● **TASK BRIEF**
Restrict the output to the lines below starting at the one that contains "pub fn format_table(headers: &[&str], rows: &[Vec<String>])" and ending at the one that contains "pub struct UnixSystem;", and restate them word for word, both ends included.

Dataset excerpts
*** Begin section ***

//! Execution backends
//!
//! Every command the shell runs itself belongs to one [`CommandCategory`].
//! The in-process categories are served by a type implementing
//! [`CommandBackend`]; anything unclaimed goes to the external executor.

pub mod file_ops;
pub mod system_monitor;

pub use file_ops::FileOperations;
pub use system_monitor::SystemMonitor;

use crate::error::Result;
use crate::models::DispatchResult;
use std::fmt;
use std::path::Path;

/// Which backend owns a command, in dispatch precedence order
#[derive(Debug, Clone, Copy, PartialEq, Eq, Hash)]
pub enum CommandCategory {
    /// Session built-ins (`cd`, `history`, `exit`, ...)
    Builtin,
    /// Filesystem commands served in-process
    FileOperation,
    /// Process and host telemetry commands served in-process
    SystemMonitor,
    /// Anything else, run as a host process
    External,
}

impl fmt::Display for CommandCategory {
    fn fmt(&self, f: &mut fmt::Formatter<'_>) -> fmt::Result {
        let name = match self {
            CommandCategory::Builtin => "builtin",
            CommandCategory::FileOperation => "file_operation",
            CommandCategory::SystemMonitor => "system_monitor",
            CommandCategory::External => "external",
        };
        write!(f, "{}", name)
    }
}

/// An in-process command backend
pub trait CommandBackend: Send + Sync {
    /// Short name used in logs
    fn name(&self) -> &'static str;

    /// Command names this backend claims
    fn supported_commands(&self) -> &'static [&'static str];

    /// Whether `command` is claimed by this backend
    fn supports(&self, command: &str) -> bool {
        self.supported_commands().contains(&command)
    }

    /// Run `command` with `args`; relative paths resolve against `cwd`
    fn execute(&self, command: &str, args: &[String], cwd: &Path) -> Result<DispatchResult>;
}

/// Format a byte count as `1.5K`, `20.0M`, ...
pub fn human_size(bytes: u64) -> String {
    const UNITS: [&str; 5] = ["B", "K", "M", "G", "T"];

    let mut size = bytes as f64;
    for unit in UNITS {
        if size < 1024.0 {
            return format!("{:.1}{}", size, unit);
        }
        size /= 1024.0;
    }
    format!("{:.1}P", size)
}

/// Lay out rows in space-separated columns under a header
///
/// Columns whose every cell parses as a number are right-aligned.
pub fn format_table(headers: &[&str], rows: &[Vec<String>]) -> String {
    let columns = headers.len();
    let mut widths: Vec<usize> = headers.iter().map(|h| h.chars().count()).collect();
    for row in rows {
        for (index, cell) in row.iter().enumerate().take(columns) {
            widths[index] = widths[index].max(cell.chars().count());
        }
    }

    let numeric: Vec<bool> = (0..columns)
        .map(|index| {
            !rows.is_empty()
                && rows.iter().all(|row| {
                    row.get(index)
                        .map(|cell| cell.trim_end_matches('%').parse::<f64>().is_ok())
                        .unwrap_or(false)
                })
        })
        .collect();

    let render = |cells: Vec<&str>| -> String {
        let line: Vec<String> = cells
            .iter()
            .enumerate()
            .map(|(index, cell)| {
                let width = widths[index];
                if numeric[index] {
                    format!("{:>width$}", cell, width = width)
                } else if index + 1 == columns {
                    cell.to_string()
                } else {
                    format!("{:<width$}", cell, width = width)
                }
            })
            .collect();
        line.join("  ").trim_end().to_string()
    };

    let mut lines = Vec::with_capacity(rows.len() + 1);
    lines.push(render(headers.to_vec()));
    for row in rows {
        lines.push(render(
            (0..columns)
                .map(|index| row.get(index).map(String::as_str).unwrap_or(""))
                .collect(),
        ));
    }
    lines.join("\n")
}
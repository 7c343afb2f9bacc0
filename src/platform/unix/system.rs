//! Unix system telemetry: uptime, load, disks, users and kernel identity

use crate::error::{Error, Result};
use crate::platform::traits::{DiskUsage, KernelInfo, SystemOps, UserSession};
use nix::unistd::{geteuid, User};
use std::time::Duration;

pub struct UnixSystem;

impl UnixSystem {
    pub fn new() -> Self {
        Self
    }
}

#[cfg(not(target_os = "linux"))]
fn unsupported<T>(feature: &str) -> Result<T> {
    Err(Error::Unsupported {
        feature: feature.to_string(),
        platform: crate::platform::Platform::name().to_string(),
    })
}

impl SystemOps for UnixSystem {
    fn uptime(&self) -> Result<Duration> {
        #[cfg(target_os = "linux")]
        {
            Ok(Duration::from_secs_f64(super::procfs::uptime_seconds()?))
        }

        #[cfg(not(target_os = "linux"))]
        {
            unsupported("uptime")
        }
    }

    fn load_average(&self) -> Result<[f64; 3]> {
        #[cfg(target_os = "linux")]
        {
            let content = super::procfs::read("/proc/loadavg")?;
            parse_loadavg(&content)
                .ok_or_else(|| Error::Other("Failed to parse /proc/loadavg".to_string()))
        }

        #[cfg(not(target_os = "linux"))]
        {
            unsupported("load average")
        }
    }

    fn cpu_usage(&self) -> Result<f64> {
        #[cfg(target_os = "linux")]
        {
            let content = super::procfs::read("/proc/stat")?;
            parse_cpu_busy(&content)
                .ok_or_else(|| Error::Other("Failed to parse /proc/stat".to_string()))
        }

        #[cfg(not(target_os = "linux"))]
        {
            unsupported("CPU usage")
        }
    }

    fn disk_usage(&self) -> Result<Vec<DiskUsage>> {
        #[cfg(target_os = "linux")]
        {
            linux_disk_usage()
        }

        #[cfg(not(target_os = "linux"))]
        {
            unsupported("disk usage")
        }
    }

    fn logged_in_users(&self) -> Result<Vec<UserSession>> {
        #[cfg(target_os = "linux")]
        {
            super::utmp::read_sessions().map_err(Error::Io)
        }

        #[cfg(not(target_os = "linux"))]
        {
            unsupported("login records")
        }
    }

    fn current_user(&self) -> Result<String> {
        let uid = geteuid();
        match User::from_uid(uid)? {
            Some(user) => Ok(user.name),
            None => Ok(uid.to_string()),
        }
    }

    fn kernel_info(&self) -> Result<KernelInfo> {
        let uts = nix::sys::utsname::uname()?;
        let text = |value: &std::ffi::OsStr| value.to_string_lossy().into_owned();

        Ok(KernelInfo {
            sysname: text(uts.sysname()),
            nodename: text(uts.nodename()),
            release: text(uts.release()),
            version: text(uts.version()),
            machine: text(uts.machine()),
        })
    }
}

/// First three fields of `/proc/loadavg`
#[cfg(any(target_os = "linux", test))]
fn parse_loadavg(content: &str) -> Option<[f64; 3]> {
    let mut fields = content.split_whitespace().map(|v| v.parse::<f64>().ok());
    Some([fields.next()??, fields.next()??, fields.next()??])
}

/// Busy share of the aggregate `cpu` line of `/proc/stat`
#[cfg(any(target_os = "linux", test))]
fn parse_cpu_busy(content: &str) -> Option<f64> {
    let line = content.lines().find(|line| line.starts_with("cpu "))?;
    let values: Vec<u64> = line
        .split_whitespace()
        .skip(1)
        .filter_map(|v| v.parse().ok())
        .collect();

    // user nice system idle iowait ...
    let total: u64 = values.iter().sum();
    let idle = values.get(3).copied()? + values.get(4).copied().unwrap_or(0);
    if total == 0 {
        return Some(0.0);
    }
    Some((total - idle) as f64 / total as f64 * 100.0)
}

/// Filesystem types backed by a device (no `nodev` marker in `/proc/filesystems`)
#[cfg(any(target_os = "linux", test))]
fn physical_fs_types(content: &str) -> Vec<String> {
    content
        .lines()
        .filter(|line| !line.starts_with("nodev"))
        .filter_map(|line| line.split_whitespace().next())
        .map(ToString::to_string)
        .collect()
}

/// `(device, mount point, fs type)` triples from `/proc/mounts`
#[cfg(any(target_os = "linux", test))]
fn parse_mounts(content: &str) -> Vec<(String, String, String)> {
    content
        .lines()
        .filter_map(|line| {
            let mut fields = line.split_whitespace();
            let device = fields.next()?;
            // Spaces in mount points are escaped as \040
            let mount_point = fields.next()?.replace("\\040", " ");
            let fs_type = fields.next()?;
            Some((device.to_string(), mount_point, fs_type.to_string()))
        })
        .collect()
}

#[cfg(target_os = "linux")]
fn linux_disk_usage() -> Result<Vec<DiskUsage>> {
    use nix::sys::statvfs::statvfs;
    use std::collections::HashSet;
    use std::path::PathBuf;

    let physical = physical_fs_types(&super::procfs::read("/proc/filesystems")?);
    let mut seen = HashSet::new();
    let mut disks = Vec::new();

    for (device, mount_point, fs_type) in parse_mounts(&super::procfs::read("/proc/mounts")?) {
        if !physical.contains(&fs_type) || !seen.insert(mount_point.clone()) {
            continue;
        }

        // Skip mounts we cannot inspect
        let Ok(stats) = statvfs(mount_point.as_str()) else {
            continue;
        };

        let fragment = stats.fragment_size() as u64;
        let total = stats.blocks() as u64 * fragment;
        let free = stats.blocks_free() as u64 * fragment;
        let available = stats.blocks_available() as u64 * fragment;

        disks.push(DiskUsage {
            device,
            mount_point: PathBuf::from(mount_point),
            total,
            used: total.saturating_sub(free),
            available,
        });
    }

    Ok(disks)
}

*** End section ***

● **RESULT FOR THIS EXERCISE**
pub fn format_table(headers: &[&str], rows: &[Vec<String>]) -> String {
    let columns = headers.len();
    let mut widths: Vec<usize> = headers.iter().map(|h| h.chars().count()).collect();
    for row in rows {
        for (index, cell) in row.iter().enumerate().take(columns) {
            widths[index] = widths[index].max(cell.chars().count());
        }
    }

    let numeric: Vec<bool> = (0..columns)
        .map(|index| {
            !rows.is_empty()
                && rows.iter().all(|row| {
                    row.get(index)
                        .map(|cell| cell.trim_end_matches('%').parse::<f64>().is_ok())
                        .unwrap_or(false)
                })
        })
        .collect();

    let render = |cells: Vec<&str>| -> String {
        let line: Vec<String> = cells
            .iter()
            .enumerate()
            .map(|(index, cell)| {
                let width = widths[index];
                if numeric[index] {
                    format!("{:>width$}", cell, width = width)
                } else if index + 1 == columns {
                    cell.to_string()
                } else {
                    format!("{:<width$}", cell, width = width)
                }
            })
            .collect();
        line.join("  ").trim_end().to_string()
    };

    let mut lines = Vec::with_capacity(rows.len() + 1);
    lines.push(render(headers.to_vec()));
    for row in rows {
        lines.push(render(
            (0..columns)
                .map(|index| row.get(index).map(String::as_str).unwrap_or(""))
                .collect(),
        ));
    }
    lines.join("\n")
}
repository 7c343afb2f9bacc0
filename src/platform/unix/system.rs
//! Unix system telemetry: uptime, load, disks, users and kernel identity

use crate::error::{Error, Result};
use crate::platform::traits::{DiskUsage, KernelInfo, SystemOps, UserSession};
use nix::unistd::{geteuid, User};
use std::time::Duration;

pub struct UnixSystem;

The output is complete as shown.